Syntaxin 3 Is Essential for Renal Proximal Tubular Reabsorption

Session Information

Category: Genetic Diseases of the Kidneys

  • 1202 Genetic Diseases of the Kidneys: Non-Cystic

Authors

  • Okushima, Hiroki, Department of Nephrology Osaka University Graduate School of Medicin, Suita, Osaka, Japan
  • Inoue, Kazunori, Department of Nephrology Osaka University Graduate School of Medicin, Suita, Osaka, Japan
  • Imai, Atsuhiro, Department of Nephrology Osaka University Graduate School of Medicin, Suita, Osaka, Japan
  • Katsuma, Yusuke, Department of Nephrology Osaka University Graduate School of Medicin, Suita, Osaka, Japan
  • Matsumoto, Ayumi, Department of Nephrology Osaka University Graduate School of Medicin, Suita, Osaka, Japan
  • Matsui, Isao, Department of Nephrology Osaka University Graduate School of Medicin, Suita, Osaka, Japan
  • Isaka, Yoshitaka, Department of Nephrology Osaka University Graduate School of Medicin, Suita, Osaka, Japan
Background

Transporters at the apical membrane of renal proximal tubular epithelial cells (PTEC) are essential for reabsorbing water and electrolytes from primary urine. However, how these transporters are trafficked to the apical membrane remains uncertain. Syntaxin 3 (STX3) is a molecule that belongs to the membrane fusion-associated protein superfamily. The study aims to investigate the role of STX3 in the trafficking of transporters to the apical membrane in PTEC.

Methods

Localization of STX3 in mouse and human kidneys were analyzed by immunohistochemistry. Mice with floxed Stx3 were crossed with tamoxifen (Tam)-inducible PTEC-specific Cre-expressing mice (Ndrg1-CreERT2 Stx3fl/fl (Stx3 cKO)). Samples of the Stx3 cKO mice were analyzed 1, 2, and 6 months after tamoxifen injection. Urinary electrolytes, urinary glucose, and urinary low molecular weight proteins were quantified to determine the presence of a Fanconi syndrome-like phenotype. The expression levels and localization of various transporters of PTEC were examined by immunohistochemistry. The localization of transport vesicles and brush border in PTEC were analyzed by electron microscopy.

Results

STX3 was localized at the apical membrane of PTEC, both in humans and mice. Increased urinary excretion of phosphate, glucose, and low molecular weight proteins were found in Stx3 cKO mice compared to control (Ctrl) mice.
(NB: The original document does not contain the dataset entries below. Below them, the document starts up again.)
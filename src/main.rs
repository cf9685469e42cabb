use clap::{Parser, Subcommand};
use grumpy_image::config::{self, AppConfig, Isolation};
use grumpy_image::dispatcher::{Dispatcher, self_test_job};
use grumpy_image::imaging::{self, EncodeFormat, RustBackend};
use grumpy_image::launcher::{ProcessLauncher, ThreadLauncher, WorkerLauncher, default_candidates};
use grumpy_image::types::{DownloadState, ImageDimension, ImageDimensionsResizeJob, ImageFormat};
use grumpy_image::{naming, output, security, worker};
use std::path::{Path, PathBuf};
use std::time::Instant;
use tracing::info;
use tracing_subscriber::EnvFilter;

#[derive(Parser)]
#[command(name = "grumpy-image")]
#[command(about = "Resize one image into many sizes and pack them into a ZIP")]
#[command(long_about = "\
Resize one image into many sizes and pack them into a ZIP

Every job is validated up front (file path, size, magic bytes, target
dimensions) and then transcoded in an isolated worker, by default a child
process, so a crashing decoder cannot take the caller down. At most
`limits.max_concurrent_jobs` jobs run at once; extra submissions are
rejected rather than queued.

  grumpy-image resize photo.jpg --size 1280x720 --size 640x360
  grumpy-image resize photo.jpg --fit --size 300x300 --format webp

The archive holds the source at its own size first, then each target in
the order given, named <stem>-<W>x<H>.<ext>.

Logging is controlled by GRUMPY_LOG (default: info) and goes to stderr.
Run 'grumpy-image gen-config' to generate a documented config file.")]
#[command(version)]
struct Cli {
    /// Config file; a missing file is ignored
    #[arg(long, default_value = "grumpy-image.toml", global = true)]
    config: PathBuf,

    #[command(subcommand)]
    command: Command,
}

#[derive(clap::Args)]
struct ResizeArgs {
    /// Source image
    input: PathBuf,

    /// Target size as WxH; repeat for several outputs
    #[arg(long = "size", short = 's', required = true, value_parser = parse_size_arg)]
    sizes: Vec<(u32, u32)>,

    /// Treat each size as a bounding box and keep the source aspect ratio
    #[arg(long)]
    fit: bool,

    /// Output format (avif, gif, jpeg, png, tiff, webp); defaults to the source format
    #[arg(long)]
    format: Option<String>,

    /// Encoder quality, 1-100
    #[arg(long, default_value_t = 80)]
    quality: u8,

    /// Archive path [default: <stem>_resized_images.zip next to the input]
    #[arg(long, short)]
    output: Option<PathBuf>,
}

#[derive(Subcommand)]
enum Command {
    /// Resize an image to one or more sizes and write a ZIP archive
    Resize(ResizeArgs),
    /// Run a 1x1 PNG through the configured worker and report the result
    SelfTest,
    /// Serve a single job over stdin/stdout (spawned by the dispatcher)
    #[command(hide = true)]
    Worker,
    /// Print a config file with all options documented
    GenConfig,
}

fn parse_size_arg(value: &str) -> Result<(u32, u32), String> {
    naming::parse_size(value).ok_or_else(|| format!("expected WxH, got '{value}'"))
}

fn init_tracing() {
    let filter = EnvFilter::try_from_env("GRUMPY_LOG").unwrap_or_else(|_| EnvFilter::new("info"));
    tracing_subscriber::fmt()
        .with_env_filter(filter)
        .with_writer(std::io::stderr)
        .init();
}

fn build_launcher(config: &AppConfig, config_path: &Path) -> Box<dyn WorkerLauncher> {
    match config.worker.isolation {
        Isolation::Thread => Box::new(ThreadLauncher::new(RustBackend::new(), config.limits())),
        Isolation::Process => {
            let args = vec![
                "--config".to_string(),
                config_path.to_string_lossy().into_owned(),
                "worker".to_string(),
            ];
            Box::new(ProcessLauncher::new(
                default_candidates(config.worker.executable.as_deref()),
                args,
            ))
        }
    }
}

fn build_job(args: &ResizeArgs, config: &AppConfig) -> Result<ImageDimensionsResizeJob, Box<dyn std::error::Error>> {
    let limits = config.limits();
    let detected = security::validate_file(&args.input, &limits)?;
    let bytes = std::fs::read(&args.input)?;

    let backend = RustBackend::new();
    let (width, height) = imaging::get_image_dimensions(&backend, &bytes)?;
    let sizes = if args.fit {
        imaging::get_resize_image_dimensions(&backend, &bytes, &args.sizes)?
    } else {
        args.sizes.clone()
    };

    let format = match &args.format {
        Some(name) => ImageFormat::parse(name),
        None => ImageFormat::parse(detected.extension()),
    };
    if EncodeFormat::from_image_format(&format).is_none() {
        return Err(format!("cannot encode to '{format}'").into());
    }

    let stem = args
        .input
        .file_stem()
        .map(|s| s.to_string_lossy().into_owned())
        .unwrap_or_else(|| "image".to_string());
    let base_name = format!("{stem}.{format}");

    let origin = ImageDimension::new(base_name.clone(), width, height, format.clone()).with_quality(args.quality);
    let dimensions = sizes
        .iter()
        .map(|&size| {
            ImageDimension::new(naming::add_size_suffix(&base_name, size), size.0, size.1, format.clone())
                .with_quality(args.quality)
        })
        .collect();

    Ok(ImageDimensionsResizeJob::new(bytes, origin, dimensions))
}

fn default_archive_path(input: &Path) -> PathBuf {
    let stem = input
        .file_stem()
        .map(|s| s.to_string_lossy().into_owned())
        .unwrap_or_else(|| "image".to_string());
    input.with_file_name(format!("{stem}_resized_images.zip"))
}

fn main() -> Result<(), Box<dyn std::error::Error>> {
    let cli = Cli::parse();
    init_tracing();

    match cli.command {
        Command::GenConfig => {
            print!("{}", config::stock_config_toml());
        }
        Command::Worker => {
            let config = AppConfig::load(&cli.config)?;
            let stdin = std::io::stdin();
            let stdout = std::io::stdout();
            worker::serve(
                &mut stdin.lock(),
                &mut stdout.lock(),
                &RustBackend::new(),
                &config.limits(),
            )?;
        }
        Command::SelfTest => {
            let config = AppConfig::load(&cli.config)?;
            let dispatcher = Dispatcher::new(
                build_launcher(&config, &cli.config),
                config.limits(),
                config.timeout(),
            );
            info!(isolation = ?config.worker.isolation, "running self-test");
            let started = Instant::now();
            let state = dispatcher.submit(self_test_job());
            output::print_self_test(&state, started.elapsed());
            if !state.is_success() {
                std::process::exit(1);
            }
        }
        Command::Resize(args) => {
            let config = AppConfig::load(&cli.config)?;
            let job = build_job(&args, &config)?;
            let source_name = args
                .input
                .file_name()
                .map(|s| s.to_string_lossy().into_owned())
                .unwrap_or_default();
            output::print_job_request(&source_name, &job);

            let dispatcher = Dispatcher::new(
                build_launcher(&config, &cli.config),
                config.limits(),
                config.timeout(),
            );
            match dispatcher.submit(job) {
                DownloadState::Success { zip_buffer } => {
                    let archive_path = args
                        .output
                        .clone()
                        .unwrap_or_else(|| default_archive_path(&args.input));
                    std::fs::write(&archive_path, &zip_buffer)?;
                    println!();
                    output::print_archive(&archive_path.display().to_string(), &zip_buffer);
                }
                DownloadState::Failure(failure) => {
                    for line in output::format_failure(&failure) {
                        eprintln!("{}", line);
                    }
                    std::process::exit(1);
                }
            }
        }
    }

    Ok(())
}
Urinary calcium excretion and serum creatinine levels in Stx3 cKO mice were similar to those in Ctrl mice. Immunohistochemical analyses revealed that sodium phosphate transporter 2a was distributed intracellularly and sodium-glucose transporter 2 expression was reduced in the PTECs of Stx3 cKO mice. Apical brush border membranes were diffusely shortened, and intracellular vesicles were accumulated in the sub-apical areas of the PTECs in Stx3 cKO mice.

Conclusion

These results suggest that STX3 is critical for the apical trafficking of various transporters that regulate urinary reabsorption in PTEC.

Funding

  • Private Foundation Support